# Native propel/hobie mirage demo



## hooked4life (Jan 25, 2012)

Looking to demo a native slayer propel or a hobie with mirage drive yak this weekend. Wanting a good fishing yak that keeps my hands free to cast on the move. New to kayaking. I want a cheap way to get out on the water to catch fish. Any suggestions where to demo one would be appreciated!


----------



## hurricanes1 (Nov 11, 2009)

Pensacola kayak and sail


----------



## hooked4life (Jan 25, 2012)

hurricanes1 said:


> Pensacola kayak and sail


Thanks a lot! Going to demo one Saturday.


----------



## panhandleslim (Jan 11, 2013)

Key Sailing, on the beach, for the Hobie. They have three demo boats with Mirage Drive including a PA14. See Mike. Not sure if Pensacola Sailing and Kayak has anything other than the Slayer, you are interested in.


----------



## hooked4life (Jan 25, 2012)

Thanks Slim, I'll be sure to ask for Mike when I call to set up a demo. I asked Pensacola Sailing about the Hobies, but they don't have them. Just curious if anyone has tried both?


----------



## Katartizo (Dec 10, 2013)

hooked4life said:


> Looking to demo a native slayer propel or a hobie with mirage drive yak this weekend. Wanting a good fishing yak that keeps my hands free to cast on the move. New to kayaking. I want a cheap way to get out on the water to catch fish. Any suggestions where to demo one would be appreciated!
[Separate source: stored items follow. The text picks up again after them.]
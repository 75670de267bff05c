//! Infrastructure services

mod analysis_service;

pub use analysis_service::{
    AnalysisLimits, AnalysisService, AnalyzeVideoRequest, CommentsAnalysis, ContentAnalysis,
    TextSentiment, VideoAnalysis, COMMENTS_ANALYZED, NO_COMMENTS,
};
I have a Native Mariner. I love it. The only time I use the paddle is to push off the bank to get deep enough to drop the peddles. I am in Pace and would be glad to let you take it to the river which is about 5 miles away. I can also haul you and kayak there if needed. I am not working and other than therapy and doctors I am pretty much always available any day.


----------



## speckhunter944 (Jun 13, 2008)

I tried both boats out when I up graded from a heritage redfish. I ended up with the mariner 12.5, I do most my fishing inshore around docks. The thing that I liked was being able to reverse my direction by pedaling backwards. If I fished offshore more I would have gone with a PA 12. The new slayer propel is out now it seem to have plenty of fishing room. Test them out and see wihich one will fit your fishing style the best and budget. Good luck


----------



## Katartizo (Dec 10, 2013)

speckhunter944 said:


> I tried both boats out when I up graded from a heritage redfish. I ended up with the mariner 12.5, I do most my fishing inshore around docks. The thing that I liked was being able to reverse my direction by pedaling backwards. If I fished offshore more I would have gone with a PA 12. The new slayer propel is out now it seem to have plenty of fishing room. Test them out and see wihich one will fit your fishing style the best and budget. Good luck


I have the Mariner and saw the Slayer at the Pensacola Kayak and Sail shop downtown a few weeks ago. I really liked it. I am believing that once I am healed up enough to get my wife down to the river and get her in the Mariner, she will want to have her own. Then I can go get the Slayer! Of course, the Slayer will technically be hers. 37 years married means you either learn some strategies, or you don't! The best thing of all is she knows exactly what I am doing. She is a good wife!


----------



## vickroid (Jun 2, 2012)

I have a native mariner, wife has one as well. They are fishing machines for sure and the reverse is nice for holding spots inshore. Offshore reverse is not really needed. The slayer looks legit. Problem with propel is that there really is no way to replace minor parts. Mirage sells parts to fix breaks and problems. So with both preventative maintenance is key to long life. I am trying to add a hobie adventure to my fleet as a trolling boat now. Go try out both and see what you like best. Both companies make great pedal yaks! You will not be disappointed


----------



## Bo Keifus (May 9, 2012)

I just recently got a Native Slayer Propel from Pensacola Kayak and Sail. I had a Hobie Revolution 13 before the slayer. They are both excellent yaks but the more I take the slayer out the more it grows on me. Benefits of the Propel drive over the mirage drive are that it is nearly maintenance free and there's practically no parts on it to break. A little grease once or twice a year and you're good to go. It would be SUPER hard to mess up a propel drive unless you take it apart yourself without knowing what to do or you put the wrong grease in. And although having reverse was not a big factor in my decision to buy the slayer, I absolutely love having it. Especially because I spend a ton of time fishing around dock lights at night, reverse is great for keeping far enough away to not spook fish but close enough to make accurate casts

As far as anything else goes it's hard to compare the revo and the slayer because the hulls are very different. I'd say the slayer is most similar to the outback. The First Class seat on the Native kayaks is also really comfortable. And There's slide tracks all over the slayer which make adding any modifications you want a really easy task. 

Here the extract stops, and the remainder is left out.